= Extracted records =
════════════════════
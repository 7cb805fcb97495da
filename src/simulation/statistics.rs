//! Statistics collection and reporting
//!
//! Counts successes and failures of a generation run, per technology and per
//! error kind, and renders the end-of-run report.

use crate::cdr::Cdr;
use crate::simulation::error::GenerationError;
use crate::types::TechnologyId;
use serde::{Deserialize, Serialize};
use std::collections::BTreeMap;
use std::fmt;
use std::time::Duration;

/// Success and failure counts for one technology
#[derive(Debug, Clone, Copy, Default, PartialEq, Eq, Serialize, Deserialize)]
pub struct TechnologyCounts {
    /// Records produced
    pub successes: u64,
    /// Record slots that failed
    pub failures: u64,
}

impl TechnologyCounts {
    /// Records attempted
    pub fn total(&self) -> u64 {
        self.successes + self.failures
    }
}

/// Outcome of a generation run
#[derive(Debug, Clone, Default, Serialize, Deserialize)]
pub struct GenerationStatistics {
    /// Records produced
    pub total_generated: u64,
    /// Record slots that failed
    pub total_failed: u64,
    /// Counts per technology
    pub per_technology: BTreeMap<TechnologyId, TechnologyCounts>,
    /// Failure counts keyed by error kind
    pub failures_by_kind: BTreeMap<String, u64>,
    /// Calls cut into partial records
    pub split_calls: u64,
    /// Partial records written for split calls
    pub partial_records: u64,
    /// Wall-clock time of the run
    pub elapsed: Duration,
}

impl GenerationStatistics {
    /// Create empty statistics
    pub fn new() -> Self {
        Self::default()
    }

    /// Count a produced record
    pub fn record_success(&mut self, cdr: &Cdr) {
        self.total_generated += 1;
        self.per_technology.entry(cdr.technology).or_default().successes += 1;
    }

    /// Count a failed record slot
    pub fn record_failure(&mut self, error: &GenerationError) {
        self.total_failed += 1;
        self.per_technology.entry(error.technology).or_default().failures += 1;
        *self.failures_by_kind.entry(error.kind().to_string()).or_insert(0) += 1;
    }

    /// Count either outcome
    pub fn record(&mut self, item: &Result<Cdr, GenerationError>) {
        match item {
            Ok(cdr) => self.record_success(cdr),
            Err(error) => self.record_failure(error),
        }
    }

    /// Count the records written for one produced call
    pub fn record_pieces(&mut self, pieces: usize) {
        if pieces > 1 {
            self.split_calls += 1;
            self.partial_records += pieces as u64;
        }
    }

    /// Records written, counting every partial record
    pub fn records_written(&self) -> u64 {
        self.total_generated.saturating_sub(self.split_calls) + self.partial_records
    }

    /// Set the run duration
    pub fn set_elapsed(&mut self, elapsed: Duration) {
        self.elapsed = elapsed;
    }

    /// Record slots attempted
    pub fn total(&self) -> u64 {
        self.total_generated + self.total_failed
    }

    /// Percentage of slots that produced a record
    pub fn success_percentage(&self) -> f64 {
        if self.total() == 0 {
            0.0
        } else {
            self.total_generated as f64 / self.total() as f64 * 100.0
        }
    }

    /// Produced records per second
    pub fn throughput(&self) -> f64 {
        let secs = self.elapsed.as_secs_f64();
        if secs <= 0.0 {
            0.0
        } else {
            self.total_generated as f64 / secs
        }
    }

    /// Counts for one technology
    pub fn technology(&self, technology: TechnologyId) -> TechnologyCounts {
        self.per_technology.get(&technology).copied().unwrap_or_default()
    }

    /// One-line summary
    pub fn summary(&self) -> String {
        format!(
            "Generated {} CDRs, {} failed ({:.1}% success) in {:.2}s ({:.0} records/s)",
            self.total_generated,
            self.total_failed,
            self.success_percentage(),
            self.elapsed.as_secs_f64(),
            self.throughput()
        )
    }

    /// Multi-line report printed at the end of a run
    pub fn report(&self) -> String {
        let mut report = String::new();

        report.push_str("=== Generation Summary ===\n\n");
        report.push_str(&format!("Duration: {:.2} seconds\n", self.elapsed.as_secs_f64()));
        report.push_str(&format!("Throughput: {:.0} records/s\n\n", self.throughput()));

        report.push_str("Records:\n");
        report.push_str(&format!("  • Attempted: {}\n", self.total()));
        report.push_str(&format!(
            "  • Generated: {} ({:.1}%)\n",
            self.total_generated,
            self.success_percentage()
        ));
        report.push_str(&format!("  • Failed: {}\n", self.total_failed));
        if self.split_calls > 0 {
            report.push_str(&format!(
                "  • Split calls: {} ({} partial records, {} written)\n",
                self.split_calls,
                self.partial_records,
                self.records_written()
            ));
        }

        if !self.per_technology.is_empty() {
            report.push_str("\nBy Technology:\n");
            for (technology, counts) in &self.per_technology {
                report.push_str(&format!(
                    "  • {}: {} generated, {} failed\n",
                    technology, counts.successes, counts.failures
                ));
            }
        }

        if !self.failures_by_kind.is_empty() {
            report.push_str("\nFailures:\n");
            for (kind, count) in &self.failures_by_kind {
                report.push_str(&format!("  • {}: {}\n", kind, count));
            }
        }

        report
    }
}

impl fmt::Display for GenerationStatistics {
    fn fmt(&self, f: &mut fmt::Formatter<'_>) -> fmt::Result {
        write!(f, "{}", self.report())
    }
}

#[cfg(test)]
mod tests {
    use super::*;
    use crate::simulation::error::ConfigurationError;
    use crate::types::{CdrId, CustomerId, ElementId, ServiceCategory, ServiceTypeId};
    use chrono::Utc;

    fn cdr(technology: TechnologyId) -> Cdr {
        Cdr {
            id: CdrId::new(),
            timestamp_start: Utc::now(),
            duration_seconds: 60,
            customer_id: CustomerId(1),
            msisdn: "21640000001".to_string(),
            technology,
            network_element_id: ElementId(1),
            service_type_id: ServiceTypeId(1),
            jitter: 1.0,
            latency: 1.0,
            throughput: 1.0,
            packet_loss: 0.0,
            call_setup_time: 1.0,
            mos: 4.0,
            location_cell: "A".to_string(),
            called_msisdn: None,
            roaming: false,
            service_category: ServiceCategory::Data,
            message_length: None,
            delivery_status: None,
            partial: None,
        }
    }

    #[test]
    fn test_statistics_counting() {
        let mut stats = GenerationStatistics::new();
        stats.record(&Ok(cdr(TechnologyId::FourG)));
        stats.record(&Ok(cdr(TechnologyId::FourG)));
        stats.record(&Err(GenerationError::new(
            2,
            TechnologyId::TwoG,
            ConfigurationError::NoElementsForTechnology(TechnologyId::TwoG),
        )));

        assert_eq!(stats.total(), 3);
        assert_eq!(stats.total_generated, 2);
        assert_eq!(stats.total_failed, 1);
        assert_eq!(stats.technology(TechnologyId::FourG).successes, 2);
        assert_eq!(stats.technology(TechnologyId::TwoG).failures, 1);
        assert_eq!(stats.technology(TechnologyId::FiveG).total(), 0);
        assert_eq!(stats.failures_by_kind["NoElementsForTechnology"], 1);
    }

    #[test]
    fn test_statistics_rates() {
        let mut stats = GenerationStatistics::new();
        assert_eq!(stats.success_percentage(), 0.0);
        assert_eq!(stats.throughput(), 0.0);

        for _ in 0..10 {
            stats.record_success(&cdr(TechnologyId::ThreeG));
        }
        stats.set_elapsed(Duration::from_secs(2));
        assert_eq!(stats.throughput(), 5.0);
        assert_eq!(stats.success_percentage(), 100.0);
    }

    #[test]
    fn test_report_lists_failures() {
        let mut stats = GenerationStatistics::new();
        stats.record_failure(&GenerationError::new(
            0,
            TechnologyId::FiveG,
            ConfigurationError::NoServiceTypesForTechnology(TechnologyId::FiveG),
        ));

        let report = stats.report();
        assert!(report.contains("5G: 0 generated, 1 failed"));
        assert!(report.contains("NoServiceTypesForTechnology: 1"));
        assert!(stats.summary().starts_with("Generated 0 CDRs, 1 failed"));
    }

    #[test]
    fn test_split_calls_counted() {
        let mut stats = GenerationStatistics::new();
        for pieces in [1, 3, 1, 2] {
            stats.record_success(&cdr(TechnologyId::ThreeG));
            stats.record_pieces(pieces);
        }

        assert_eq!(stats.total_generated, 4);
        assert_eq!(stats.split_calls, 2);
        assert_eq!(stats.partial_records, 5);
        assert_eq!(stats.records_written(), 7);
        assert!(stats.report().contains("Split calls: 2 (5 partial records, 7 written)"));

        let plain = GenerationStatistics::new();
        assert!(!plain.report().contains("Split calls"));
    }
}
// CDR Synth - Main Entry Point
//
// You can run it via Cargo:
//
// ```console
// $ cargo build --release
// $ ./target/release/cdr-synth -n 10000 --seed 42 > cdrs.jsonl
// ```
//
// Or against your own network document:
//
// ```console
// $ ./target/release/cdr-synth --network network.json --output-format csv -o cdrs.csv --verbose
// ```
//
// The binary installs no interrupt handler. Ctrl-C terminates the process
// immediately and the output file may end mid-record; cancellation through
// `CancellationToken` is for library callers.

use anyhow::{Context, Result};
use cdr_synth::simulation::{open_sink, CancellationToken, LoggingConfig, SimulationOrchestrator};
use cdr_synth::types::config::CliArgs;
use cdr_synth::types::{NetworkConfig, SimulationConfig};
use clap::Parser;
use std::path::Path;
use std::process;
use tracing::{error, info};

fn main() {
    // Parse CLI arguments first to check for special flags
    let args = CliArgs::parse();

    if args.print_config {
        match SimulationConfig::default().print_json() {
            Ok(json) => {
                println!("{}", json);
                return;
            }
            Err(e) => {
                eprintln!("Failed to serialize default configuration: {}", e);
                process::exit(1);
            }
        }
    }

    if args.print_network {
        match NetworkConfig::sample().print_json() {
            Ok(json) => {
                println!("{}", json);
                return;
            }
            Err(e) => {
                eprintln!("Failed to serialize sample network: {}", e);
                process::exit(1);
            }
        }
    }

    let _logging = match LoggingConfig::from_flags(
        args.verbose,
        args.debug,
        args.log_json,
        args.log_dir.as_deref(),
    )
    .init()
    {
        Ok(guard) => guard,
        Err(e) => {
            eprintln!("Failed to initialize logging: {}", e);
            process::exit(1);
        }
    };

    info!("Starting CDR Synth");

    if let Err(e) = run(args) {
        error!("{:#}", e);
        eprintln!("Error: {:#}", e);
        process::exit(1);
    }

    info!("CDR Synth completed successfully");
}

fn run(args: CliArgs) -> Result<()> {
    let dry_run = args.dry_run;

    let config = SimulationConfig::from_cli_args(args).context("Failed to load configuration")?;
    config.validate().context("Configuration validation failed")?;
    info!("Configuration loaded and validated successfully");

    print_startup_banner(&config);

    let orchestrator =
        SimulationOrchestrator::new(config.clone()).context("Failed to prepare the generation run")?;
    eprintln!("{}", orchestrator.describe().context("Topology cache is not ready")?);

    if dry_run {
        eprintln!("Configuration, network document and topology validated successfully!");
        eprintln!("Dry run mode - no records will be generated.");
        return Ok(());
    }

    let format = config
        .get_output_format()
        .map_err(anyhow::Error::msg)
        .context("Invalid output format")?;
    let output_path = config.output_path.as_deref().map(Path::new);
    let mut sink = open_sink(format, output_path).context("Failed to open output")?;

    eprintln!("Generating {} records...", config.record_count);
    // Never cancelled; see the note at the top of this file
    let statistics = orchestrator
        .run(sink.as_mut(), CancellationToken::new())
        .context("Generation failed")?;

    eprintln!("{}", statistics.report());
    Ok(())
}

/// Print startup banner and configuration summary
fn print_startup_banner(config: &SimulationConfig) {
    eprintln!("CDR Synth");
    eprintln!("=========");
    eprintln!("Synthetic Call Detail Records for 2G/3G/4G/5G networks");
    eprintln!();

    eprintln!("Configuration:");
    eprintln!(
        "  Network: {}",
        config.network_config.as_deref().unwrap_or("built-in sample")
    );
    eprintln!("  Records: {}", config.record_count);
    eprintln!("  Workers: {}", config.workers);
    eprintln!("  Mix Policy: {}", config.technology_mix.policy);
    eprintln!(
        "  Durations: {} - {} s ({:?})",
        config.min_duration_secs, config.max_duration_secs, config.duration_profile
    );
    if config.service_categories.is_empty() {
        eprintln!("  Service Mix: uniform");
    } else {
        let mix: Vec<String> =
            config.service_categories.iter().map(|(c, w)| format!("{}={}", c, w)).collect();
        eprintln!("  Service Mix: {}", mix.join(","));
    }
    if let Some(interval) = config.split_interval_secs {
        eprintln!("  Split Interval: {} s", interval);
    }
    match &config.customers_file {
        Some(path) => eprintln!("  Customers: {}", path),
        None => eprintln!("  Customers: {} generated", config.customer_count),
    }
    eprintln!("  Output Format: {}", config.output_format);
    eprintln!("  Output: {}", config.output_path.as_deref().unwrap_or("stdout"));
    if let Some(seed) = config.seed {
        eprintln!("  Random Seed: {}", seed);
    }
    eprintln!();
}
════════════════════
= Problem requirements =
Set down exactly the lines from the start of the records to the line with "by error kind". Include that line, and add nothing more.

= Answer section =
repository 7cb805fcb97495da
filename src/simulation/statistics.rs
//! Statistics collection and reporting
//!
//! Counts successes and failures of a generation run, per technology and per
//! error kind, and renders the end-of-run report.

use crate::cdr::Cdr;
use crate::simulation::error::GenerationError;
use crate::types::TechnologyId;
use serde::{Deserialize, Serialize};
use std::collections::BTreeMap;
use std::fmt;
use std::time::Duration;

/// Success and failure counts for one technology
#[derive(Debug, Clone, Copy, Default, PartialEq, Eq, Serialize, Deserialize)]
pub struct TechnologyCounts {
    /// Records produced
    pub successes: u64,
    /// Record slots that failed
    pub failures: u64,
}

impl TechnologyCounts {
    /// Records attempted
    pub fn total(&self) -> u64 {
        self.successes + self.failures
    }
}

/// Outcome of a generation run
#[derive(Debug, Clone, Default, Serialize, Deserialize)]
pub struct GenerationStatistics {
    /// Records produced
    pub total_generated: u64,
    /// Record slots that failed
    pub total_failed: u64,
    /// Counts per technology
    pub per_technology: BTreeMap<TechnologyId, TechnologyCounts>,
    /// Failure counts keyed by error kind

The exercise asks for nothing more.